==== INPUT FOR THIS TASK ====
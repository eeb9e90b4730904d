//! Storage layer for genledger.
//!
//! This crate provides persistence for users, the credit ledger, generation
//! jobs and their files, payments, plans, subscriptions and the processed
//! callback table backing webhook idempotency.
//!
//! # Backends
//!
//! - `PgStore`: PostgreSQL via `sqlx`, with embedded migrations. Balance and
//!   status changes run inside a transaction holding a `FOR UPDATE` row lock.
//! - `MemoryStore`: a single-process store serialized under one lock, used
//!   when no database is configured and in tests.
//!
//! # Atomic units
//!
//! Every operation that touches more than one record is one atomic unit in
//! both backends:
//!
//! - `apply_ledger_entry`: balance check, balance update, usage counter and
//!   the appended transaction row.
//! - `complete_job`: terminal check, the generated file rows and the
//!   COMPLETED transition.
//! - `settle_payment`: terminal check, the status transition and the
//!   purchase credit.
//!
//! # Example
//!
//! ```no_run
//! use genledger_core::User;
//! use genledger_store::{MemoryStore, Store};
//!
//! # async fn example() -> genledger_store::Result<()> {
//! let store = MemoryStore::new();
//! let user = store.insert_user(&User::new("user_2abc", 100)).await?;
//! let fetched = store.get_user(&user.id).await?;
//! # Ok(())
//! # }
//! ```

#![forbid(unsafe_code)]
#![warn(missing_docs)]
#![warn(clippy::all)]
#![warn(clippy::pedantic)]

pub mod error;
pub mod memory;
pub mod postgres;
mod transition;

pub use error::{Result, StoreError};
pub use memory::MemoryStore;
pub use postgres::PgStore;

use async_trait::async_trait;
use chrono::{DateTime, Utc};

use genledger_core::{
    CreditTransaction, FileId, GeneratedFile, Job, JobId, JobStatus, Payment, PaymentStatus, Plan,
    Subscription, SubscriptionId, User, UserId,
};

/// Result of applying a ledger entry.
#[derive(Debug, Clone, PartialEq)]
pub struct LedgerUpdate {
    /// The user after the change.
    pub user: User,
    /// The appended transaction, with `balance_after` filled in.
    pub transaction: CreditTransaction,
}

/// A non-terminal progress report for a job.
#[derive(Debug, Clone, PartialEq, Eq)]
pub struct JobProgress {
    /// Status reported by the worker, already mapped.
    pub status: JobStatus,
    /// Progress percentage, clamped to 0-100 by the store.
    pub progress: Option<u8>,
    /// Worker message.
    pub message: Option<String>,
}

/// Outcome of a job status write.
#[derive(Debug, Clone, PartialEq)]
pub enum JobTransition {
    /// The write was applied; holds the updated job.
    Applied(Job),
    /// The job was already terminal; nothing changed.
    AlreadyTerminal(Job),
}

impl JobTransition {
    /// The job as stored after the call.
    #[must_use]
    pub fn job(&self) -> &Job {
        match self {
            Self::Applied(job) | Self::AlreadyTerminal(job) => job,
        }
    }

    /// Whether this call changed the job.
    #[must_use]
    pub const fn is_applied(&self) -> bool {
        matches!(self, Self::Applied(_))
    }
}

/// Outcome of settling a payment.
#[derive(Debug, Clone, PartialEq)]
pub enum PaymentSettlement {
    /// This call recorded the status; `ledger` holds the purchase credit if
    /// one was applied.
    Settled {
        /// The payment after the change.
        payment: Payment,
        /// The credit applied for a successful payment.
        ledger: Option<LedgerUpdate>,
    },
    /// The payment was already terminal; nothing changed.
    AlreadySettled(Payment),
}

impl PaymentSettlement {
    /// The payment as stored after the call.
    #[must_use]
    pub fn payment(&self) -> &Payment {
        match self {
            Self::Settled { payment, .. } | Self::AlreadySettled(payment) => payment,
        }
    }
}

/// The storage trait defining all database operations.
///
/// This trait abstracts the storage layer, allowing for different
/// implementations (PostgreSQL, in-memory for tests and local runs).
#[async_trait]
pub trait Store: Send + Sync {
    // =========================================================================
    // User Operations
    // =========================================================================

    /// Get a user by ID.
    ///
    /// # Errors
    ///
    /// Returns an error if the database operation fails.
    async fn get_user(&self, id: &UserId) -> Result<Option<User>>;

    /// Get a user by identity-provider subject.
    ///
    /// # Errors
    ///
    /// Returns an error if the database operation fails.
    async fn get_user_by_external_id(&self, external_id: &str) -> Result<Option<User>>;

    /// Get the user who most recently recorded `email`.
    ///
    /// # Errors
    ///
    /// Returns an error if the database operation fails.
    async fn get_user_by_email(&self, email: &str) -> Result<Option<User>>;

    /// Insert a user unless one with the same `external_id` exists.
    ///
    /// Returns the stored user, which is the pre-existing one when two
    /// first requests race.
    ///
    /// # Errors
    ///
    /// Returns an error if the database operation fails.
    async fn insert_user(&self, user: &User) -> Result<User>;

    /// Record the user's email.
    ///
    /// # Errors
    ///
    /// Returns `StoreError::NotFound` if the user doesn't exist.
    async fn set_user_email(&self, id: &UserId, email: &str) -> Result<()>;

    // =========================================================================
    // Ledger Operations
    // =========================================================================

    /// Apply a signed ledger entry to the user's balance and append it.
    ///
    /// Debits are rejected when the balance is too low; USAGE entries also
    /// increment `total_credits_used`.
    ///
    /// # Errors
    ///
    /// - `StoreError::NotFound` if the user doesn't exist.
    /// - `StoreError::InsufficientCredits` if the balance is too low.
    async fn apply_ledger_entry(&self, transaction: &CreditTransaction) -> Result<LedgerUpdate>;

    /// List transactions for a user, newest first.
    ///
    /// # Errors
    ///
    /// Returns an error if the database operation fails.
    async fn list_transactions_by_user(
        &self,
        user_id: &UserId,
        limit: usize,
        offset: usize,
    ) -> Result<Vec<CreditTransaction>>;

    // =========================================================================
    // Job Operations
    // =========================================================================

    /// Insert a new job.
    ///
    /// # Errors
    ///
    /// Returns `StoreError::Duplicate` if the id is taken.
    async fn insert_job(&self, job: &Job) -> Result<()>;

    /// Get a job by ID.
    ///
    /// # Errors
    ///
    /// Returns an error if the database operation fails.
    async fn get_job(&self, id: &JobId) -> Result<Option<Job>>;

    /// List a user's jobs, newest first.
    ///
    /// # Errors
    ///
    /// Returns an error if the database operation fails.
    async fn list_jobs_by_author(
        &self,
        author_id: &UserId,
        limit: usize,
        offset: usize,
    ) -> Result<Vec<Job>>;

    /// Apply a progress report unless the job is terminal.
    ///
    /// Non-terminal regressions keep the current status. The first move
    /// past PENDING stamps `started_at`.
    ///
    /// # Errors
    ///
    /// Returns `StoreError::NotFound` if the job doesn't exist.
    async fn update_job_progress(&self, id: &JobId, update: &JobProgress) -> Result<JobTransition>;

    /// Mark a job COMPLETED and record its files, unless it is terminal.
    ///
    /// # Errors
    ///
    /// Returns `StoreError::NotFound` if the job doesn't exist.
    async fn complete_job(
        &self,
        id: &JobId,
        files: &[GeneratedFile],
        message: Option<&str>,
    ) -> Result<JobTransition>;

    /// Mark a job FAILED unless it is terminal.
    ///
    /// # Errors
    ///
    /// Returns `StoreError::NotFound` if the job doesn't exist.
    async fn fail_job(&self, id: &JobId, error: &str) -> Result<JobTransition>;

    // =========================================================================
    // File Operations
    // =========================================================================

    /// List the files a job produced.
    ///
    /// # Errors
    ///
    /// Returns an error if the database operation fails.
    async fn list_files_by_job(&self, job_id: &JobId) -> Result<Vec<GeneratedFile>>;

    /// Get a file record by ID.
    ///
    /// # Errors
    ///
    /// Returns an error if the database operation fails.
    async fn get_file(&self, id: &FileId) -> Result<Option<GeneratedFile>>;

    /// Delete a file record.
    ///
    /// # Errors
    ///
    /// Returns `StoreError::NotFound` if the file doesn't exist.
    async fn delete_file(&self, id: &FileId) -> Result<()>;

    // =========================================================================
    // Payment Operations
    // =========================================================================

    /// Insert a new payment.
    ///
    /// # Errors
    ///
    /// Returns `StoreError::Duplicate` if the reference is taken.
    async fn insert_payment(&self, payment: &Payment) -> Result<()>;

    /// Get a payment by reference.
    ///
    /// # Errors
    ///
    /// Returns an error if the database operation fails.
    async fn get_payment(&self, reference: &str) -> Result<Option<Payment>>;

    /// List a user's payments, newest first.
    ///
    /// # Errors
    ///
    /// Returns an error if the database operation fails.
    async fn list_payments_by_user(
        &self,
        user_id: &UserId,
        limit: usize,
        offset: usize,
    ) -> Result<Vec<Payment>>;

    /// Record the provider's verdict on a PENDING payment.
    ///
    /// `Pending` only refreshes `provider_data`. `Success` also applies
    /// `grant`, in the same unit. A terminal payment is left untouched.
    ///
    /// # Errors
    ///
    /// Returns `StoreError::NotFound` if the payment or its user doesn't exist.
    async fn settle_payment(
        &self,
        reference: &str,
        status: PaymentStatus,
        provider_data: &serde_json::Value,
        grant: Option<&CreditTransaction>,
    ) -> Result<PaymentSettlement>;

    // =========================================================================
    // Plan & Subscription Operations
    // =========================================================================

    /// Insert or update a plan.
    ///
    /// # Errors
    ///
    /// Returns an error if the database operation fails.
    async fn put_plan(&self, plan: &Plan) -> Result<()>;

    /// Get a plan by code.
    ///
    /// # Errors
    ///
    /// Returns an error if the database operation fails.
    async fn get_plan(&self, code: &str) -> Result<Option<Plan>>;

    /// Insert a subscription.
    ///
    /// # Errors
    ///
    /// Returns `StoreError::Duplicate` if the provider code is taken.
    async fn insert_subscription(&self, subscription: &Subscription) -> Result<()>;

    /// Get a subscription by ID.
    ///
    /// # Errors
    ///
    /// Returns an error if the database operation fails.
    async fn get_subscription(&self, id: &SubscriptionId) -> Result<Option<Subscription>>;

    /// Get a subscription by provider code.
    ///
    /// # Errors
    ///
    /// Returns an error if the database operation fails.
    async fn get_subscription_by_provider_code(&self, code: &str)
        -> Result<Option<Subscription>>;

    /// The user's most recent ACTIVE subscription.
    ///
    /// # Errors
    ///
    /// Returns an error if the database operation fails.
    async fn active_subscription(&self, user_id: &UserId) -> Result<Option<Subscription>>;

    /// Mark a subscription CANCELLED. Cancelling twice is a no-op.
    ///
    /// # Errors
    ///
    /// Returns `StoreError::NotFound` if the subscription doesn't exist.
    async fn cancel_subscription(&self, id: &SubscriptionId) -> Result<Subscription>;

    // =========================================================================
    // Callback Idempotency
    // =========================================================================

    /// Claim a callback key until `expires_at`.
    ///
    /// Returns `true` if the key was absent or its previous claim had
    /// expired, `false` if an unexpired claim exists. Insert-if-absent is a
    /// single atomic step.
    ///
    /// # Errors
    ///
    /// Returns an error if the database operation fails.
    async fn claim_callback(&self, key: &str, expires_at: DateTime<Utc>) -> Result<bool>;

    /// Drop a claim.
    ///
    /// # Errors
    ///
    /// Returns an error if the database operation fails.
    async fn release_callback(&self, key: &str) -> Result<()>;

    /// Delete claims that expired before `now`. Returns the number removed.
    ///
    /// # Errors
    ///
    /// Returns an error if the database operation fails.
    async fn purge_expired_callbacks(&self, now: DateTime<Utc>) -> Result<u64>;
}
====
PROBLEM STATEMENT
Could you restate word for word the lines above, from the one that contains "purchase credit if" through the one that contains "allowing for different", and no others?

EXERCISE RESPONSE
    /// This call recorded the status; `ledger` holds the purchase credit if
    /// one was applied.
    Settled {
        /// The payment after the change.
        payment: Payment,
        /// The credit applied for a successful payment.
        ledger: Option<LedgerUpdate>,
    },
    /// The payment was already terminal; nothing changed.
    AlreadySettled(Payment),
}

impl PaymentSettlement {
    /// The payment as stored after the call.
    #[must_use]
    pub fn payment(&self) -> &Payment {
        match self {
            Self::Settled { payment, .. } | Self::AlreadySettled(payment) => payment,
        }
    }
}

/// The storage trait defining all database operations.
///
/// This trait abstracts the storage layer, allowing for different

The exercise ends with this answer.